Short Treasuries? Never A Better Time

 |  Includes: PST, QID, TBT
by: Rakesh Saxena

As traders try to figure out the finer points of the yield curve, and as the realization dawns that the Treasury will flood the market with debt paper in forthcoming weeks and months, the case for shorting treasuries is certainly compelling. The cogent arguments presented in this regard by Market Folly (postings on Seeking Alpha, November 6 and 13, 2008) make a persuasive case in this regard.

But if you need to buttress those arguments, simply take a look at (a) the nature of the recent Treasury auction activity (shallow interest, long tails), (b) the trends in yield spreads (2-year/3-year, 2-year/10-year) and, finally, (c) the amount of money the government requires to borrow ($1.5-2 trillion) to fund the never-ending stream of bailouts, stimulus packages and spending programmes following the January inauguration of Barrack Obama.

Allowing for some defensive action in the event of Fed rate cuts, the proposition supporting the establishment of short-treasury profiles via long positions in UltraShort ETFs (ProShares UltraShrt Lehman 7-10 Yr ETF (NYSEARCA:PST) and ProShares UltraShort Lehman 20+ Yr ETF (NYSEARCA:TBT)) is firmly grounded in government reaction (i.e. rescue schemes) to economic and corporate data, for the rest of this year and through 2009. Motley Fool has provided the facts, and anticipated facts, in the postings cited. But while Motley Fool cautions on the “early” nature of the call, this writer now recommends aggressive accumulation of long UltraShort positions each time market euphoria generates healthy pricing misalignments. (A posting by Trade Radar Operator, Nov 15, 2008, referencing UltraShort QQQQ ETF (NYSEARCA:QID), offers interesting technical information in relation to equities).

The reason for the aggressive recommendation, as distinct from an early call, is based on the belief (as alarming as it may sound at this juncture) that the yield curve has started to price in, expressly or implicitly, some element of US government risk. Professional arbitrage players have already started to redefine the risk-free rate concept, given that 5-year CDS spreads on securities issued by the US government have widened to 48-55 basis points since late last month. These spreads are only headed in one direction, i.e. the 60-80 bps range, as the socialization of banks, insurers and auto makers will lead to increasing uncertainty on the quality of America’s credit 3-5 years into the future.

This writer is not speaking to the real potential for a US government default; rather, this writer is calling into question the government’s medium-term and longer-term credit quality (rating) in conditions where the success (or failure) of the socialist agenda depends almost entirely on the shape of the domestic and global economies well into 2010, and possibly beyond. It should be pointed out that, the Lehman collapse caused CDS spreads for Greece rose to 95 bps (from 40 basis points); CDS spreads for Italy (80 bps), Ireland (80 bps), Portugal (75 bps) and Spain (70 bps) also doubled in the second half of September. For comparison purposes, at the other end of the sovereign default risk spectrum are Argentina and Ukraine (implied default probability 80% in both cases).

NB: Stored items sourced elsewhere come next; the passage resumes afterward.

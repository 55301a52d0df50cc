//! Core data structures shared by the registry, the RPC layer and the
//! downstream snapshot/distribution phases.

use alloy::primitives::{Address, Bytes, B256, U256};
use chrono::{DateTime, Utc};
use serde::{Deserialize, Serialize};
use std::fmt;
use std::str::FromStr;

/// Factory protocol generation.
///
/// V1 factories host one exchange per token, V2 factories one exchange
/// (pair) per unordered token pair.
#[derive(Debug, Clone, Copy, PartialEq, Eq, Hash, Serialize, Deserialize)]
#[serde(rename_all = "lowercase")]
pub enum ProtocolVersion {
    V1,
    V2,
}

impl ProtocolVersion {
    pub fn is_v2(&self) -> bool {
        matches!(self, ProtocolVersion::V2)
    }
}

impl fmt::Display for ProtocolVersion {
    fn fmt(&self, f: &mut fmt::Formatter) -> fmt::Result {
        match self {
            ProtocolVersion::V1 => write!(f, "v1"),
            ProtocolVersion::V2 => write!(f, "v2"),
        }
    }
}

impl FromStr for ProtocolVersion {
    type Err = String;

    fn from_str(s: &str) -> Result<Self, Self::Err> {
        match s.trim().to_ascii_lowercase().as_str() {
            "v1" | "1" => Ok(ProtocolVersion::V1),
            "v2" | "2" => Ok(ProtocolVersion::V2),
            other => Err(format!("unknown protocol version '{}' (expected v1 or v2)", other)),
        }
    }
}

/// Read-only snapshot of a block header
#[derive(Debug, Clone, Copy, PartialEq, Eq, Serialize, Deserialize)]
pub struct BlockHeader {
    pub number: u64,
    pub hash: B256,
    pub timestamp: u64,
}

/// Target + payload of a read-only contract call
#[derive(Debug, Clone, PartialEq, Eq)]
pub struct CallMessage {
    pub to: Address,
    pub data: Bytes,
}

impl CallMessage {
    pub fn new(to: Address, data: Bytes) -> Self {
        Self { to, data }
    }
}

/// A contract-emitted log record, detached from any transport type
#[derive(Debug, Clone, PartialEq, Eq)]
pub struct EventLog {
    pub address: Address,
    pub topics: Vec<B256>,
    pub data: Bytes,
    pub block_number: Option<u64>,
}

impl From<&alloy::rpc::types::Log> for EventLog {
    fn from(log: &alloy::rpc::types::Log) -> Self {
        Self {
            address: log.address(),
            topics: log.topics().to_vec(),
            data: log.inner.data.data.clone(),
            block_number: log.block_number,
        }
    }
}

/// V1 registry record: one exchange per token per factory
#[derive(Debug, Clone, Copy, PartialEq, Eq, Hash, PartialOrd, Ord, Serialize, Deserialize)]
pub struct ExchangeEntry {
    pub token: Address,
    pub exchange: Address,
}

impl ExchangeEntry {
    pub fn new(token: Address, exchange: Address) -> Self {
        Self { token, exchange }
    }
}

/// V2 registry record: one exchange per unordered token pair
#[derive(Debug, Clone, PartialEq, Eq, Serialize, Deserialize)]
pub struct PairEntry {
    pub token0: Address,
    pub token1: Address,
    pub exchange: Address,
    /// Display string "SYM0/SYM1"
    pub symbol: String,
    /// 1-based discovery index, emitted as a pseudo creation height
    pub creation_height: u64,
    pub liquid_weight: u64,
    pub trade_weight: u64,
}

impl PairEntry {
    pub fn new(
        token0: Address,
        token1: Address,
        exchange: Address,
        symbol: String,
        creation_height: u64,
    ) -> Self {
        Self {
            token0,
            token1,
            exchange,
            symbol,
            creation_height,
            liquid_weight: 0,
            trade_weight: 0,
        }
    }

    /// Order-independent key of the token pair
    pub fn pair_key(&self) -> (Address, Address) {
        pair_key(self.token0, self.token1)
    }
}

/// Sort two token addresses so (a, b) and (b, a) share one key
pub fn pair_key(a: Address, b: Address) -> (Address, Address) {
    if a <= b {
        (a, b)
    } else {
        (b, a)
    }
}

/// Liquidity of a single exchange at the snapshot block
#[derive(Debug, Clone, PartialEq, Eq, Serialize, Deserialize)]
pub struct ExchangeLiquidity {
    pub exchange: Address,
    /// Total supply of the exchange's liquidity token
    pub liquidity: U256,
    /// Native coin held by the exchange
    pub coin_balance: U256,
    /// Balance of every registered token held by the exchange
    pub token_balances: Vec<(Address, U256)>,
}

/// All exchange liquidities pinned to one block
#[derive(Debug, Clone, PartialEq, Eq, Serialize, Deserialize)]
pub struct LiquiditySnapshot {
    pub block: BlockHeader,
    pub taken_at: DateTime<Utc>,
    pub exchanges: Vec<ExchangeLiquidity>,
}

impl LiquiditySnapshot {
    pub fn total_liquidity(&self) -> U256 {
        self.exchanges
            .iter()
            .fold(U256::ZERO, |acc, e| acc.saturating_add(e.liquidity))
    }
}

/// Outcome of one distribution phase, persisted for auditing
#[derive(Debug, Clone, PartialEq, Eq, Serialize, Deserialize)]
pub struct DistributionRecord {
    pub block_number: u64,
    pub recorded_at: DateTime<Utc>,
    pub exchange_count: usize,
    /// (exchange, liquid weight, trade weight) from the configured exchange list
    pub weights: Vec<(Address, u64, u64)>,
}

So those trading, or investing in, treasuries should not assume that governments bonds (even US government bonds) are immune to liquidity or risk spreads, particularly in a climate where the underlying, formative unknowns far outweigh the knowns. One of the guiding premises of the Motley Fool call is that the bailout-induced borrowings will inevitably drive up interest rates on treasuries bonds. Risings rates will allow for relatively broader accommodations for longer-dated credit-risk perceptions, mathematically speaking, more so if higher rates occur amidst unequivocal evidence that government intervention in business and industry has proven to be a disaster for private capital.